Saturday, 22 August 2015

EPesque

Coming soon in EP format

When The Number One Son came up on Wednesday for Curry Night (more on that story later), he could see, from the CDs piled high and wide next to the hi-fi in the kitchen, that his old man had mostly been listening to Teenage Fanclub. In particular Grand Prix and its baby brother EP, Teenage Fanclub Have Lost It.

When I told him that Grand Prix was probably their finest hour and isn't it a shame that the band probably all reside in nursing homes now in various parts of Scotland, he replied 'It's not as good as Bandwagonesque.' 'Yes it is' I came back with. 'Of course it is.' 'But Bandwagonesque is a masterpiece' he said. 'It's got the same chord progressions as The Beatles. It's made for you, dad.'

I sat him down and told him that I had had real struggles with this album he was getting so worked up about. I had taken it out of its sleeve so many times to play and rarely got past track four or five. I found listening to it hard work. The tunes weren't there, the jangly guitars weren't there. It was turgid.

'I demand you listen to it again' he said. 'And I demand that you like it.' He never actually said that last bit, but he was thinking it.

Anyway, next day I put it on in the car. I'd got loads of places to be so I listened to it five times straight on Thursday. All the way through.  And four times yesterday. All the way through.

I'm a firm believer in starting an album with all guns blazing. Hit them with your best shot. And then build on it. Don't dither around. So what do The Fannies do on Bandwagonesque? In their defence they come out of the traps with The Concept. It's got that tongue in cheek swagger that wants you to know where it's getting its reference points from. It's all seventies and Freebird. What does come through loud and clear is that fellow Creation stablemate Noel Gallagher, not for the first time, would nick this (and the remnants of Lynyrd Skynyrd's Freebird), put some strings on it and and turn it into Whatever.


And then we get the pointless musical interlude. Satan - A wall of guitars feeding back that just grates and doesn't in anyway help the smooth passage from Track One to Track Three: December is actually a cracking little song. Some jangly guitars (how could I have missed them first time around?) and a tune to boot. Is this the same album I listened to in 1991?

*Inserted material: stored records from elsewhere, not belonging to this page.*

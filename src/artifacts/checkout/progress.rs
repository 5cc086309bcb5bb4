//! Progress reporting
//!
//! Checkout fires `"<prefix>progress"` events while analyzing the working
//! directory and while applying the plan. `loaded` is a monotonic counter;
//! `total` is known only during apply. There are no start or end events.

use std::sync::Arc;
use std::sync::atomic::{AtomicUsize, Ordering};

pub const PHASE_ANALYZING: &str = "Analyzing workdir";
pub const PHASE_UPDATING: &str = "Updating workdir";

#[derive(Debug, Clone, PartialEq, Eq)]
pub struct ProgressEvent {
    pub phase: &'static str,
    pub loaded: usize,
    pub total: Option<usize>,
}

/// Callback invoked with the event name (`"<prefix>progress"`) and payload.
pub type ProgressCallback = Arc<dyn Fn(&str, &ProgressEvent) + Send + Sync>;

/// Event emitter bound to one stage of the operation. Cloning shares the
/// counter, so concurrent applier tasks keep `loaded` monotonic.
#[derive(Clone)]
pub struct Emitter {
    event_name: String,
    callback: Option<ProgressCallback>,
    loaded: Arc<AtomicUsize>,
}

impl Emitter {
    pub fn new(prefix: &str, callback: Option<ProgressCallback>) -> Self {
        Emitter {
            event_name: format!("{prefix}progress"),
            callback,
            loaded: Arc::new(AtomicUsize::new(0)),
        }
    }

    /// Count one completed unit and notify the subscriber, if any.
    pub fn tick(&self, phase: &'static str, total: Option<usize>) {
        let loaded = self.loaded.fetch_add(1, Ordering::Relaxed) + 1;

        if let Some(callback) = &self.callback {
            callback(
                &self.event_name,
                &ProgressEvent {
                    phase,
                    loaded,
                    total,
                },
            );
        }
    }
}
//! Tri-walker
//!
//! A synchronized pre-order walk over three sources: the target commit tree
//! (read through the object store), the working directory (listed through
//! the workspace), and the index. Each distinct name in the union yields one
//! [`EntryTriple`]; children are visited in ascending full-path order, so
//! the resulting plan is deterministic.
//!
//! Hashing a working-tree file is the expensive step. Entries therefore
//! carry their oid lazily: [`WalkEntry::populate_hash`] is idempotent and
//! memoized, and only runs when a planner case actually needs the content
//! comparison. Tree-typed workdir entries never receive a hash.

use crate::areas::index::Index;
use crate::areas::repository::Repository;
use crate::areas::workspace::Workspace;
use crate::artifacts::checkout::pathspec::CheckoutFilter;
use crate::artifacts::checkout::plan::{self, Op};
use crate::artifacts::checkout::planner::Planner;
use crate::artifacts::checkout::progress::{Emitter, PHASE_ANALYZING};
use crate::artifacts::index::entry_mode::EntryMode;
use crate::artifacts::index::index_entry::{EntryMetadata, IndexEntry};
use crate::artifacts::objects::blob::Blob;
use crate::artifacts::objects::object::Object;
use crate::artifacts::objects::object_id::ObjectId;
use crate::artifacts::objects::tree::{Tree, TreeEntry};
use anyhow::Context;
use std::collections::BTreeSet;
use std::path::{Path, PathBuf};

/// What a source holds at a path.
#[derive(Debug, Clone, Copy, PartialEq, Eq)]
pub enum EntryKind {
    Tree,
    Blob,
    /// A gitlink (submodule) slot.
    Commit,
    /// Sockets, fifos, devices.
    Special,
}

/// One source's view of a single path.
#[derive(Debug, Clone)]
pub struct WalkEntry {
    fullpath: PathBuf,
    kind: Option<EntryKind>,
    mode: Option<EntryMode>,
    oid: Option<ObjectId>,
    stat: Option<EntryMetadata>,
}

impl WalkEntry {
    pub fn absent(fullpath: PathBuf) -> Self {
        WalkEntry {
            fullpath,
            kind: None,
            mode: None,
            oid: None,
            stat: None,
        }
    }

    pub fn from_tree(fullpath: PathBuf, entry: &TreeEntry) -> Self {
        let kind = match entry.mode {
            EntryMode::Directory => EntryKind::Tree,
            EntryMode::Gitlink => EntryKind::Commit,
            _ => EntryKind::Blob,
        };

        WalkEntry {
            fullpath,
            kind: Some(kind),
            mode: Some(entry.mode),
            oid: Some(entry.oid.clone()),
            stat: None,
        }
    }

    pub fn from_stage(fullpath: PathBuf, entry: &IndexEntry) -> Self {
        WalkEntry {
            fullpath,
            kind: Some(EntryKind::Blob),
            mode: Some(entry.metadata.mode),
            oid: Some(entry.oid.clone()),
            stat: Some(entry.metadata.clone()),
        }
    }

    /// The stage holds no entry at this path itself, but tracks files
    /// beneath it.
    pub fn stage_tree(fullpath: PathBuf) -> Self {
        WalkEntry {
            fullpath,
            kind: Some(EntryKind::Tree),
            mode: Some(EntryMode::Directory),
            oid: None,
            stat: None,
        }
    }

    pub fn from_workdir(
        fullpath: PathBuf,
        stat: EntryMetadata,
        file_type: std::fs::FileType,
    ) -> Self {
        let kind = if file_type.is_dir() {
            EntryKind::Tree
        } else if file_type.is_file() || file_type.is_symlink() {
            EntryKind::Blob
        } else {
            EntryKind::Special
        };

        WalkEntry {
            fullpath,
            kind: Some(kind),
            mode: Some(stat.mode),
            oid: None,
            stat: Some(stat),
        }
    }

    pub fn exists(&self) -> bool {
        self.kind.is_some()
    }

    pub fn fullpath(&self) -> &Path {
        &self.fullpath
    }

    pub fn kind(&self) -> Option<EntryKind> {
        self.kind
    }

    /// Normalized mode, where present.
    pub fn mode(&self) -> Option<EntryMode> {
        self.mode
    }

    pub fn stat(&self) -> Option<&EntryMetadata> {
        self.stat.as_ref()
    }

    pub fn oid(&self) -> Option<&ObjectId> {
        self.oid.as_ref()
    }

    /// Idempotent, memoized content hash. Only blob entries are ever
    /// hashed; for sources whose oid is already known this is a lookup.
    pub fn populate_hash(&mut self, workspace: &Workspace) -> anyhow::Result<Option<&ObjectId>> {
        if self.oid.is_none() && self.kind == Some(EntryKind::Blob) {
            let bytes = workspace.read_blob_bytes(&self.fullpath)?;
            self.oid = Some(Blob::new(bytes).object_id()?);
        }

        Ok(self.oid.as_ref())
    }
}

/// The three views of one path. All share the same fullpath; at least one
/// exists.
#[derive(Debug)]
pub struct EntryTriple {
    pub stage: WalkEntry,
    pub commit: WalkEntry,
    pub workdir: WalkEntry,
}

impl EntryTriple {
    pub fn fullpath(&self) -> &Path {
        self.commit.fullpath()
    }
}

pub struct TriWalker<'r> {
    repository: &'r Repository,
    filter: &'r CheckoutFilter,
    planner: Planner<'r>,
    emitter: &'r Emitter,
}

impl<'r> TriWalker<'r> {
    pub fn new(repository: &'r Repository, filter: &'r CheckoutFilter, emitter: &'r Emitter) -> Self {
        TriWalker {
            repository,
            filter,
            planner: Planner::new(repository.workspace()),
            emitter,
        }
    }

    /// Walk the three sources from the root and return the folded plan.
    /// The root entry itself is never mapped.
    pub fn walk(&self, root_tree: Option<&Tree>, index: &Index) -> anyhow::Result<Vec<Op>> {
        self.walk_level(Path::new("."), root_tree, index, true)
    }

    fn walk_level(
        &self,
        dirpath: &Path,
        commit_tree: Option<&Tree>,
        index: &Index,
        workdir_listed: bool,
    ) -> anyhow::Result<Vec<Op>> {
        let at_root = dirpath == Path::new(".");

        let mut names: BTreeSet<String> = BTreeSet::new();
        if let Some(tree) = commit_tree {
            names.extend(tree.entries().map(|(name, _)| name.clone()));
        }
        if workdir_listed {
            names.extend(self.repository.workspace().list_dir_names(dirpath)?);
        }
        names.extend(index.child_names(dirpath));

        let mut ops = Vec::new();

        for name in names {
            let fullpath = if at_root {
                PathBuf::from(&name)
            } else {
                dirpath.join(&name)
            };

            if !self.filter.worth_walking(&fullpath) {
                continue;
            }

            let commit = match commit_tree.and_then(|tree| tree.get(&name)) {
                Some(entry) => WalkEntry::from_tree(fullpath.clone(), entry),
                None => WalkEntry::absent(fullpath.clone()),
            };

            let stage = if let Some(entry) = index.entry_by_path(&fullpath) {
                WalkEntry::from_stage(fullpath.clone(), entry)
            } else if index.is_tracked_dir(&fullpath) {
                WalkEntry::stage_tree(fullpath.clone())
            } else {
                WalkEntry::absent(fullpath.clone())
            };

            let workdir = if workdir_listed {
                match self.repository.workspace().lstat(&fullpath)? {
                    Some((stat, file_type)) => {
                        WalkEntry::from_workdir(fullpath.clone(), stat, file_type)
                    }
                    None => WalkEntry::absent(fullpath.clone()),
                }
            } else {
                WalkEntry::absent(fullpath.clone())
            };

            let commit_is_tree = commit.kind() == Some(EntryKind::Tree);
            let workdir_is_dir = workdir.kind() == Some(EntryKind::Tree);

            let mut triple = EntryTriple {
                stage,
                commit,
                workdir,
            };

            let op = if self.filter.prefix_matches(&fullpath) && self.filter.tail_matches(&fullpath)
            {
                let op = self.planner.classify(&mut triple, index)?;
                self.emitter.tick(PHASE_ANALYZING, None);
                op
            } else {
                None
            };

            // Descend only where something plannable can live below:
            // under commit trees and under stage-tracked directories. A
            // directory present solely in the workdir holds nothing but
            // untracked files, which checkout leaves alone.
            let commit_subtree = if commit_is_tree {
                let oid = triple
                    .commit
                    .oid()
                    .context("commit tree entry without oid")?;
                Some(
                    self.repository
                        .database()
                        .parse_object_as_tree(oid)?
                        .with_context(|| format!("object {oid} is not a tree"))?,
                )
            } else {
                None
            };

            let children = if commit_subtree.is_some() || index.is_tracked_dir(&fullpath) {
                self.walk_level(&fullpath, commit_subtree.as_ref(), index, workdir_is_dir)?
            } else {
                Vec::new()
            };

            ops.extend(plan::fold(op, children));
        }

        Ok(ops)
    }
}
//! Repository facade
//!
//! Coordinates the collaborator areas: object database, index (staging
//! area), workspace, refs, and config. High-level operations such as
//! checkout are implemented on this type in `artifacts::checkout`.
//!
//! The index is wrapped in `Arc<tokio::sync::Mutex<_>>`: applier phases
//! mutate it from async tasks, and only one critical section may hold it.

use crate::areas::config::Config;
use crate::areas::database::Database;
use crate::areas::index::Index;
use crate::areas::refs::Refs;
use crate::areas::workspace::Workspace;
use std::path::{Path, PathBuf};
use std::sync::Arc;
use tokio::sync::Mutex;

/// Repository metadata directory name
const GIT_DIR: &str = ".git";

/// Object database directory name
const DATABASE_DIR: &str = "objects";

/// Index file name
const INDEX_FILE: &str = "index";

/// Config file name
const CONFIG_FILE: &str = "config";

/// Branch a fresh repository points at
pub const DEFAULT_BRANCH: &str = "master";

pub struct Repository {
    /// Working-tree root
    path: Box<Path>,
    /// Repository metadata root
    gitdir: Box<Path>,
    index: Arc<Mutex<Index>>,
    database: Database,
    workspace: Workspace,
    refs: Refs,
    config: Config,
}

impl Repository {
    /// Open (or prepare to create) a repository with the default
    /// `<dir>/.git` metadata root.
    pub fn new(path: PathBuf) -> anyhow::Result<Self> {
        Self::with_gitdir(path, PathBuf::from(GIT_DIR))
    }

    /// Open with an explicit metadata root.
    pub fn with_gitdir(path: PathBuf, gitdir: PathBuf) -> anyhow::Result<Self> {
        if !path.exists() {
            std::fs::create_dir_all(&path)?;
        }
        let path = path.canonicalize()?;
        let gitdir = if gitdir.is_absolute() {
            gitdir
        } else {
            path.join(gitdir)
        };

        let index = Index::new(gitdir.join(INDEX_FILE).into_boxed_path());
        let database = Database::new(gitdir.join(DATABASE_DIR).into_boxed_path());
        let workspace = Workspace::new(
            path.clone().into_boxed_path(),
            gitdir.clone().into_boxed_path(),
        );
        let refs = Refs::new(gitdir.clone().into_boxed_path());
        let config = Config::new(gitdir.join(CONFIG_FILE).into_boxed_path());

        Ok(Repository {
            path: path.into_boxed_path(),
            gitdir: gitdir.into_boxed_path(),
            index: Arc::new(Mutex::new(index)),
            database,
            workspace,
            refs,
            config,
        })
    }

    /// Create the gitdir skeleton: objects directory, refs/heads, and a
    /// symbolic HEAD pointing at the default branch.
    pub fn init(&self) -> anyhow::Result<()> {
        std::fs::create_dir_all(self.database.objects_path())?;
        std::fs::create_dir_all(self.refs.heads_path())?;

        if !self.refs.head_path().exists() {
            self.refs.write_ref_file(
                &self.refs.head_path(),
                format!("ref: refs/heads/{}\n", DEFAULT_BRANCH),
            )?;
        }

        Ok(())
    }

    pub fn path(&self) -> &Path {
        &self.path
    }

    pub fn gitdir(&self) -> &Path {
        &self.gitdir
    }

    pub fn index(&self) -> Arc<Mutex<Index>> {
        self.index.clone()
    }

    pub fn database(&self) -> &Database {
        &self.database
    }

    pub fn workspace(&self) -> &Workspace {
        &self.workspace
    }

    pub fn refs(&self) -> &Refs {
        &self.refs
    }

    pub fn config(&self) -> &Config {
        &self.config
    }
}
//! Index file header
//!
//! Twelve bytes: the `DIRC` signature, the format version, and the number of
//! entries that follow.

use crate::artifacts::index::{SIGNATURE, VERSION};
use crate::artifacts::objects::object::{Packable, Unpackable};
use byteorder::{ReadBytesExt, WriteBytesExt};
use bytes::Bytes;
use derive_new::new;
use std::io::BufRead;

#[derive(Debug, Clone, new)]
pub struct IndexHeader {
    pub marker: String,
    pub version: u32,
    pub entries_count: u32,
}

impl IndexHeader {
    pub fn empty() -> Self {
        IndexHeader::new(String::from(SIGNATURE), VERSION, 0)
    }
}

impl Packable for IndexHeader {
    fn serialize(&self) -> anyhow::Result<Bytes> {
        let mut header_bytes = Vec::new();
        header_bytes.extend_from_slice(self.marker.as_bytes());
        header_bytes.write_u32::<byteorder::NetworkEndian>(self.version)?;
        header_bytes.write_u32::<byteorder::NetworkEndian>(self.entries_count)?;

        Ok(Bytes::from(header_bytes))
    }
}

impl Unpackable for IndexHeader {
    fn deserialize(mut reader: impl BufRead) -> anyhow::Result<Self> {
        let mut marker = [0u8; 4];
        reader.read_exact(&mut marker)?;
        let marker = String::from_utf8(marker.to_vec())?;

        let version = reader.read_u32::<byteorder::NetworkEndian>()?;
        let entries_count = reader.read_u32::<byteorder::NetworkEndian>()?;

        Ok(IndexHeader::new(marker, version, entries_count))
    }
}
#[cfg(test)]
mod tests {
    use super::*;
    use crate::artifacts::checkout::walker::WalkEntry;
    use crate::artifacts::index::entry_mode::FileMode;
    use crate::artifacts::index::index_entry::{EntryMetadata, IndexEntry};
    use crate::artifacts::objects::blob::Blob;
    use crate::artifacts::objects::object::Object;
    use crate::artifacts::objects::tree::TreeEntry;
    use assert_fs::TempDir;
    use assert_fs::prelude::*;
    use bytes::Bytes;
    use rstest::rstest;
    use std::path::{Path, PathBuf};

    fn workspace_in(temp: &TempDir) -> Workspace {
        Workspace::new(
            temp.path().to_path_buf().into_boxed_path(),
            temp.path().join(".git").into_boxed_path(),
        )
    }

    fn empty_index() -> Index {
        Index::new(PathBuf::from("/tmp/never-written").into_boxed_path())
    }

    fn blob_oid(content: &str) -> ObjectId {
        Blob::new(Bytes::from(content.to_string()))
            .object_id()
            .unwrap()
    }

    fn tree_side(path: &str, oid: &ObjectId, mode: EntryMode) -> WalkEntry {
        WalkEntry::from_tree(PathBuf::from(path), &TreeEntry::new(oid.clone(), mode))
    }

    fn stage_side(path: &str, oid: &ObjectId, mode: EntryMode) -> WalkEntry {
        let metadata = EntryMetadata {
            mode,
            ..Default::default()
        };
        WalkEntry::from_stage(
            PathBuf::from(path),
            &IndexEntry::new(PathBuf::from(path), oid.clone(), metadata),
        )
    }

    fn workdir_side(workspace: &Workspace, path: &str) -> WalkEntry {
        let (stat, file_type) = workspace.lstat(Path::new(path)).unwrap().unwrap();
        WalkEntry::from_workdir(PathBuf::from(path), stat, file_type)
    }

    fn absent(path: &str) -> WalkEntry {
        WalkEntry::absent(PathBuf::from(path))
    }

    #[rstest]
    fn untracked_workdir_files_are_left_alone() {
        let temp = TempDir::new().unwrap();
        temp.child("stray.txt").write_str("stray").unwrap();
        let workspace = workspace_in(&temp);
        let planner = Planner::new(&workspace);

        let mut triple = EntryTriple {
            stage: absent("stray.txt"),
            commit: absent("stray.txt"),
            workdir: workdir_side(&workspace, "stray.txt"),
        };

        assert!(planner.classify(&mut triple, &empty_index()).unwrap().is_none());
    }

    #[rstest]
    fn fresh_commit_blob_becomes_a_create() {
        let temp = TempDir::new().unwrap();
        let workspace = workspace_in(&temp);
        let planner = Planner::new(&workspace);
        let oid = blob_oid("hello\n");

        let mut triple = EntryTriple {
            stage: absent("a"),
            commit: tree_side("a", &oid, EntryMode::File(FileMode::Regular)),
            workdir: absent("a"),
        };

        pretty_assertions::assert_eq!(
            planner.classify(&mut triple, &empty_index()).unwrap(),
            Some(Op::Create {
                path: PathBuf::from("a"),
                oid,
                mode: EntryMode::File(FileMode::Regular),
            })
        );
    }

    #[rstest]
    fn fresh_commit_tree_becomes_a_mkdir() {
        let temp = TempDir::new().unwrap();
        let workspace = workspace_in(&temp);
        let planner = Planner::new(&workspace);
        let oid = blob_oid("subtree");

        let mut triple = EntryTriple {
            stage: absent("d"),
            commit: tree_side("d", &oid, EntryMode::Directory),
            workdir: absent("d"),
        };

        pretty_assertions::assert_eq!(
            planner.classify(&mut triple, &empty_index()).unwrap(),
            Some(Op::Mkdir {
                path: PathBuf::from("d"),
            })
        );
    }

    #[rstest]
    fn gitlinks_are_skipped_with_a_diagnostic() {
        let temp = TempDir::new().unwrap();
        let workspace = workspace_in(&temp);
        let planner = Planner::new(&workspace);
        let oid = blob_oid("submodule commit");

        let mut triple = EntryTriple {
            stage: absent("vendored"),
            commit: tree_side("vendored", &oid, EntryMode::Gitlink),
            workdir: absent("vendored"),
        };

        assert!(planner.classify(&mut triple, &empty_index()).unwrap().is_none());
    }

    #[rstest]
    fn stage_only_entries_drop_out_of_the_index() {
        let temp = TempDir::new().unwrap();
        let workspace = workspace_in(&temp);
        let planner = Planner::new(&workspace);
        let oid = blob_oid("gone");

        let mut triple = EntryTriple {
            stage: stage_side("gone.txt", &oid, EntryMode::File(FileMode::Regular)),
            commit: absent("gone.txt"),
            workdir: absent("gone.txt"),
        };

        pretty_assertions::assert_eq!(
            planner.classify(&mut triple, &empty_index()).unwrap(),
            Some(Op::DeleteIndex {
                path: PathBuf::from("gone.txt"),
            })
        );
    }

    #[rstest]
    fn matching_workdir_content_needs_only_an_index_entry() {
        let temp = TempDir::new().unwrap();
        temp.child("same.txt").write_str("identical").unwrap();
        let workspace = workspace_in(&temp);
        let planner = Planner::new(&workspace);
        let oid = blob_oid("identical");

        let mut triple = EntryTriple {
            stage: absent("same.txt"),
            commit: tree_side("same.txt", &oid, EntryMode::File(FileMode::Regular)),
            workdir: workdir_side(&workspace, "same.txt"),
        };

        pretty_assertions::assert_eq!(
            planner.classify(&mut triple, &empty_index()).unwrap(),
            Some(Op::CreateIndex {
                path: PathBuf::from("same.txt"),
                oid,
                mode: EntryMode::File(FileMode::Regular),
            })
        );
    }

    #[rstest]
    fn differing_workdir_content_conflicts_instead_of_overwriting() {
        let temp = TempDir::new().unwrap();
        temp.child("dirty.txt").write_str("local edits").unwrap();
        let workspace = workspace_in(&temp);
        let planner = Planner::new(&workspace);
        let oid = blob_oid("incoming");

        let mut triple = EntryTriple {
            stage: absent("dirty.txt"),
            commit: tree_side("dirty.txt", &oid, EntryMode::File(FileMode::Regular)),
            workdir: workdir_side(&workspace, "dirty.txt"),
        };

        pretty_assertions::assert_eq!(
            planner.classify(&mut triple, &empty_index()).unwrap(),
            Some(Op::Conflict {
                path: PathBuf::from("dirty.txt"),
            })
        );
    }

    #[rstest]
    fn clean_removal_deletes_dirty_removal_conflicts() {
        let temp = TempDir::new().unwrap();
        temp.child("old.txt").write_str("committed").unwrap();
        let workspace = workspace_in(&temp);
        let planner = Planner::new(&workspace);
        let stage_oid = blob_oid("committed");

        let mut clean = EntryTriple {
            stage: stage_side("old.txt", &stage_oid, EntryMode::File(FileMode::Regular)),
            commit: absent("old.txt"),
            workdir: workdir_side(&workspace, "old.txt"),
        };
        pretty_assertions::assert_eq!(
            planner.classify(&mut clean, &empty_index()).unwrap(),
            Some(Op::Delete {
                path: PathBuf::from("old.txt"),
            })
        );

        temp.child("old.txt").write_str("local edits").unwrap();
        let mut dirty = EntryTriple {
            stage: stage_side("old.txt", &stage_oid, EntryMode::File(FileMode::Regular)),
            commit: absent("old.txt"),
            workdir: workdir_side(&workspace, "old.txt"),
        };
        pretty_assertions::assert_eq!(
            planner.classify(&mut dirty, &empty_index()).unwrap(),
            Some(Op::Conflict {
                path: PathBuf::from("old.txt"),
            })
        );
    }

    #[rstest]
    fn content_change_updates_without_chmod() {
        let temp = TempDir::new().unwrap();
        temp.child("f.txt").write_str("old content").unwrap();
        let workspace = workspace_in(&temp);
        let planner = Planner::new(&workspace);
        let old_oid = blob_oid("old content");
        let new_oid = blob_oid("new content");

        let mut triple = EntryTriple {
            stage: stage_side("f.txt", &old_oid, EntryMode::File(FileMode::Regular)),
            commit: tree_side("f.txt", &new_oid, EntryMode::File(FileMode::Regular)),
            workdir: workdir_side(&workspace, "f.txt"),
        };

        pretty_assertions::assert_eq!(
            planner.classify(&mut triple, &empty_index()).unwrap(),
            Some(Op::Update {
                path: PathBuf::from("f.txt"),
                oid: new_oid,
                mode: EntryMode::File(FileMode::Regular),
                chmod: false,
            })
        );
    }

    #[rstest]
    fn mode_change_updates_with_chmod() {
        let temp = TempDir::new().unwrap();
        temp.child("run.sh").write_str("#!/bin/sh\n").unwrap();
        let workspace = workspace_in(&temp);
        let planner = Planner::new(&workspace);
        let oid = blob_oid("#!/bin/sh\n");

        let mut triple = EntryTriple {
            stage: stage_side("run.sh", &oid, EntryMode::File(FileMode::Regular)),
            commit: tree_side("run.sh", &oid, EntryMode::File(FileMode::Executable)),
            workdir: workdir_side(&workspace, "run.sh"),
        };

        pretty_assertions::assert_eq!(
            planner.classify(&mut triple, &empty_index()).unwrap(),
            Some(Op::Update {
                path: PathBuf::from("run.sh"),
                oid,
                mode: EntryMode::File(FileMode::Executable),
                chmod: true,
            })
        );
    }

    #[rstest]
    fn workdir_matching_the_incoming_commit_is_tolerated() {
        let temp = TempDir::new().unwrap();
        temp.child("f.txt").write_str("new content").unwrap();
        let workspace = workspace_in(&temp);
        let planner = Planner::new(&workspace);
        let old_oid = blob_oid("old content");
        let new_oid = blob_oid("new content");

        let mut triple = EntryTriple {
            stage: stage_side("f.txt", &old_oid, EntryMode::File(FileMode::Regular)),
            commit: tree_side("f.txt", &new_oid, EntryMode::File(FileMode::Regular)),
            workdir: workdir_side(&workspace, "f.txt"),
        };

        pretty_assertions::assert_eq!(
            planner.classify(&mut triple, &empty_index()).unwrap(),
            Some(Op::Update {
                path: PathBuf::from("f.txt"),
                oid: new_oid,
                mode: EntryMode::File(FileMode::Regular),
                chmod: false,
            })
        );
    }

    #[rstest]
    fn third_party_workdir_content_conflicts_on_update() {
        let temp = TempDir::new().unwrap();
        temp.child("f.txt").write_str("unsaved edits").unwrap();
        let workspace = workspace_in(&temp);
        let planner = Planner::new(&workspace);
        let old_oid = blob_oid("old content");
        let new_oid = blob_oid("new content");

        let mut triple = EntryTriple {
            stage: stage_side("f.txt", &old_oid, EntryMode::File(FileMode::Regular)),
            commit: tree_side("f.txt", &new_oid, EntryMode::File(FileMode::Regular)),
            workdir: workdir_side(&workspace, "f.txt"),
        };

        pretty_assertions::assert_eq!(
            planner.classify(&mut triple, &empty_index()).unwrap(),
            Some(Op::Conflict {
                path: PathBuf::from("f.txt"),
            })
        );
    }

    #[rstest]
    fn stage_tree_to_commit_blob_swaps_directory_for_file() {
        let temp = TempDir::new().unwrap();
        let workspace = workspace_in(&temp);
        let planner = Planner::new(&workspace);
        let oid = blob_oid("now a file");

        let mut triple = EntryTriple {
            stage: WalkEntry::stage_tree(PathBuf::from("p")),
            commit: tree_side("p", &oid, EntryMode::File(FileMode::Regular)),
            workdir: absent("p"),
        };

        pretty_assertions::assert_eq!(
            planner.classify(&mut triple, &empty_index()).unwrap(),
            Some(Op::UpdateDirToBlob {
                path: PathBuf::from("p"),
                oid,
            })
        );
    }

    #[rstest]
    fn untracked_residue_blocks_a_directory_to_blob_swap() {
        let temp = TempDir::new().unwrap();
        temp.child("p/tracked.txt").write_str("tracked").unwrap();
        temp.child("p/scratch.txt").write_str("never staged").unwrap();
        let workspace = workspace_in(&temp);
        let planner = Planner::new(&workspace);

        let mut index = empty_index();
        index.add(IndexEntry::new(
            PathBuf::from("p/tracked.txt"),
            blob_oid("tracked"),
            EntryMetadata::default(),
        ));

        let oid = blob_oid("now a file");
        let mut triple = EntryTriple {
            stage: WalkEntry::stage_tree(PathBuf::from("p")),
            commit: tree_side("p", &oid, EntryMode::File(FileMode::Regular)),
            workdir: workdir_side(&workspace, "p"),
        };

        pretty_assertions::assert_eq!(
            planner.classify(&mut triple, &index).unwrap(),
            Some(Op::Conflict {
                path: PathBuf::from("p"),
            })
        );
    }

    #[rstest]
    fn fully_tracked_directory_swaps_to_a_blob() {
        let temp = TempDir::new().unwrap();
        temp.child("p/tracked.txt").write_str("tracked").unwrap();
        let workspace = workspace_in(&temp);
        let planner = Planner::new(&workspace);

        let mut index = empty_index();
        index.add(IndexEntry::new(
            PathBuf::from("p/tracked.txt"),
            blob_oid("tracked"),
            EntryMetadata::default(),
        ));

        let oid = blob_oid("now a file");
        let mut triple = EntryTriple {
            stage: WalkEntry::stage_tree(PathBuf::from("p")),
            commit: tree_side("p", &oid, EntryMode::File(FileMode::Regular)),
            workdir: workdir_side(&workspace, "p"),
        };

        pretty_assertions::assert_eq!(
            planner.classify(&mut triple, &index).unwrap(),
            Some(Op::UpdateDirToBlob {
                path: PathBuf::from("p"),
                oid,
            })
        );
    }

    #[rstest]
    fn stage_blob_to_commit_tree_swaps_file_for_directory() {
        let temp = TempDir::new().unwrap();
        let workspace = workspace_in(&temp);
        let planner = Planner::new(&workspace);
        let blob = blob_oid("was a file");
        let subtree = blob_oid("a subtree");

        let mut triple = EntryTriple {
            stage: stage_side("p", &blob, EntryMode::File(FileMode::Regular)),
            commit: tree_side("p", &subtree, EntryMode::Directory),
            workdir: absent("p"),
        };

        pretty_assertions::assert_eq!(
            planner.classify(&mut triple, &empty_index()).unwrap(),
            Some(Op::UpdateBlobToTree {
                path: PathBuf::from("p"),
            })
        );
    }
}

What You Do To Me could easily have been written for The Monkees. I can see Micky Dolenz singing the shit out of this. However, the handbrake is applied and Track Five, I Don't Know, is instantly forgettable and you wonder what it's doing here in the first place.

Star Sign starts in the studio next door and fades in majestically. Now I'd have opened the album with this. It's funny how many bands get running orders wrong. Yes, this has got Side One Track One written all over it. And now it all gets annoying again (my 20 year old memories are coming back to haunt me): Metal Baby, Track Seven, should never have made the cut. Ditto the next one up Pet Rock.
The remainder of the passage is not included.